TASK GOAL
Across all the records, filter for lines with the word "derive" and copy them.

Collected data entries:
*** Block opens ***
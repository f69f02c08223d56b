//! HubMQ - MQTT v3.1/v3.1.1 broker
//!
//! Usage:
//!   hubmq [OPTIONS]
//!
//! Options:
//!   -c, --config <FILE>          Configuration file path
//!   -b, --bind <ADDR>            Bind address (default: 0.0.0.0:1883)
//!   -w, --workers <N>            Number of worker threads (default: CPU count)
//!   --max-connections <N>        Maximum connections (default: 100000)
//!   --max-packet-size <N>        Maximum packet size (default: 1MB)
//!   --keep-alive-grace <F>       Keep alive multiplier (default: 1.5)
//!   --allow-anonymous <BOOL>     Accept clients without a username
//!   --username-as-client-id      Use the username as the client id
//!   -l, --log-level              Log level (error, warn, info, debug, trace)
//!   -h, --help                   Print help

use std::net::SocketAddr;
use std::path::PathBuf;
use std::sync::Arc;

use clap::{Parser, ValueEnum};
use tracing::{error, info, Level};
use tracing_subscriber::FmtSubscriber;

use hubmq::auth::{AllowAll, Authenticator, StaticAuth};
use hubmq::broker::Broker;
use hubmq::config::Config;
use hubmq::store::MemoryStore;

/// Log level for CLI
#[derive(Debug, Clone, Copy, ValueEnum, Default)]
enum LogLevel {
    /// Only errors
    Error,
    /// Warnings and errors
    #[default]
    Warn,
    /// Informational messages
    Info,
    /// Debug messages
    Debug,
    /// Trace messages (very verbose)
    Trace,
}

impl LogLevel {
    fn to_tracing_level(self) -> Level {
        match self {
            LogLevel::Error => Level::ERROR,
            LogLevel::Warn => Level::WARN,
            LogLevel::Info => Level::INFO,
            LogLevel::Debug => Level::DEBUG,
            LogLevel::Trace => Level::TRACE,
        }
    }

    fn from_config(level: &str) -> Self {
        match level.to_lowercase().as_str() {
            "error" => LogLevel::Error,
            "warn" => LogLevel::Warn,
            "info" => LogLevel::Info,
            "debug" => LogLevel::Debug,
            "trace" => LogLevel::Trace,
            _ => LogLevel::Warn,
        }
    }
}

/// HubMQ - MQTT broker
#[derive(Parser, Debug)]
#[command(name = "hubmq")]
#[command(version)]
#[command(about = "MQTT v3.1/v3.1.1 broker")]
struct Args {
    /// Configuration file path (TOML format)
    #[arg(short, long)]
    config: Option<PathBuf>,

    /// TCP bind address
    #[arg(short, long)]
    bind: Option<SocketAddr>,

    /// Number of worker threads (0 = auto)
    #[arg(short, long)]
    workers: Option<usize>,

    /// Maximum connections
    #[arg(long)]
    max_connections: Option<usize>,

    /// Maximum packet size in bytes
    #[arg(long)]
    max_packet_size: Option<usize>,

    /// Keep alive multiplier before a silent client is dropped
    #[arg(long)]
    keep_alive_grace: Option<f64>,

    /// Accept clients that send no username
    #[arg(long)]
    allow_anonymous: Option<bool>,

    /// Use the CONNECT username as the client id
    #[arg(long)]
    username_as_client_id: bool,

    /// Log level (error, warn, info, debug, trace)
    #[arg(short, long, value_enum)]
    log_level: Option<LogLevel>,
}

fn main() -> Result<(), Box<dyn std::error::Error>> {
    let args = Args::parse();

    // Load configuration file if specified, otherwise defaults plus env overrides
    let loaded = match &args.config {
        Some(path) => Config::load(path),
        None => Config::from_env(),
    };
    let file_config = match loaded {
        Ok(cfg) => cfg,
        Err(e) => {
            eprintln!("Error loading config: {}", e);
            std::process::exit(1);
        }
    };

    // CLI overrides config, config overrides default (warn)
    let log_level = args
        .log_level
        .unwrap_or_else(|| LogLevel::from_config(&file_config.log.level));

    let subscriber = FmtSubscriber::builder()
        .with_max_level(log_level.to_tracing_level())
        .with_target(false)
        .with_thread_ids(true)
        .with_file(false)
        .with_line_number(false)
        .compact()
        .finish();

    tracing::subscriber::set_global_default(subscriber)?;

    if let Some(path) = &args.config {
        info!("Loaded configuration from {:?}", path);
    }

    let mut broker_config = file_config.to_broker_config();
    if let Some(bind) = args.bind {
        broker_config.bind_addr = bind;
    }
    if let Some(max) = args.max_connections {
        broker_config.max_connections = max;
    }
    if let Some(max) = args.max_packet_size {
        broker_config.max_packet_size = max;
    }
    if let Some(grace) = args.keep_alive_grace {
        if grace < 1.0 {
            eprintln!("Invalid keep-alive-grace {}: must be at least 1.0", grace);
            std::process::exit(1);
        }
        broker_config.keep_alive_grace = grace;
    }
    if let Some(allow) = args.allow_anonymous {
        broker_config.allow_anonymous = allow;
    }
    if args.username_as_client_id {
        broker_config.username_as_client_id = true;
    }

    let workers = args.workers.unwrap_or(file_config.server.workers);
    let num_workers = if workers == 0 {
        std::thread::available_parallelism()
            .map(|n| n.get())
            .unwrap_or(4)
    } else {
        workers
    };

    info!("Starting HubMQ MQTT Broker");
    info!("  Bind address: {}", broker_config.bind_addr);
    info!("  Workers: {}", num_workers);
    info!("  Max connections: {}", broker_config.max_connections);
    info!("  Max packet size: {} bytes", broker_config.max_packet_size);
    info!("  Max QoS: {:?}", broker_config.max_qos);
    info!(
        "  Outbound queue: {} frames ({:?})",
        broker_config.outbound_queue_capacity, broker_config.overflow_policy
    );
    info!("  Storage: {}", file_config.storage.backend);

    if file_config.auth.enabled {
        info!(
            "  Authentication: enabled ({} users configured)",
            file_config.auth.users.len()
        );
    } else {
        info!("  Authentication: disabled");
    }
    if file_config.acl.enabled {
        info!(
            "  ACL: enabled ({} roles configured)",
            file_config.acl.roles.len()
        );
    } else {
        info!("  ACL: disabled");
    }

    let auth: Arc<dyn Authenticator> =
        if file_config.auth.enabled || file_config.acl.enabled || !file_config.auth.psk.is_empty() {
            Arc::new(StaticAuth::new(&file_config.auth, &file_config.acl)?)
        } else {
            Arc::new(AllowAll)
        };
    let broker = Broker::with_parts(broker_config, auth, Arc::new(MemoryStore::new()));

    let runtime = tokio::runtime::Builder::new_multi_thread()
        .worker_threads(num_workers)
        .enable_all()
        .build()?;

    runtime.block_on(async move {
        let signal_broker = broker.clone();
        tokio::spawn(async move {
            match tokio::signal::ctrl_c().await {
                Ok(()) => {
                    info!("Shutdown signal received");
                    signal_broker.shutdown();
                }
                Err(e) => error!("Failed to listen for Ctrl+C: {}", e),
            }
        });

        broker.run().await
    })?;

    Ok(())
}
*** Block closes ***
PROBLEM SOLUTION
#[derive(Debug, Clone, Copy, ValueEnum, Default)]
#[derive(Parser, Debug)]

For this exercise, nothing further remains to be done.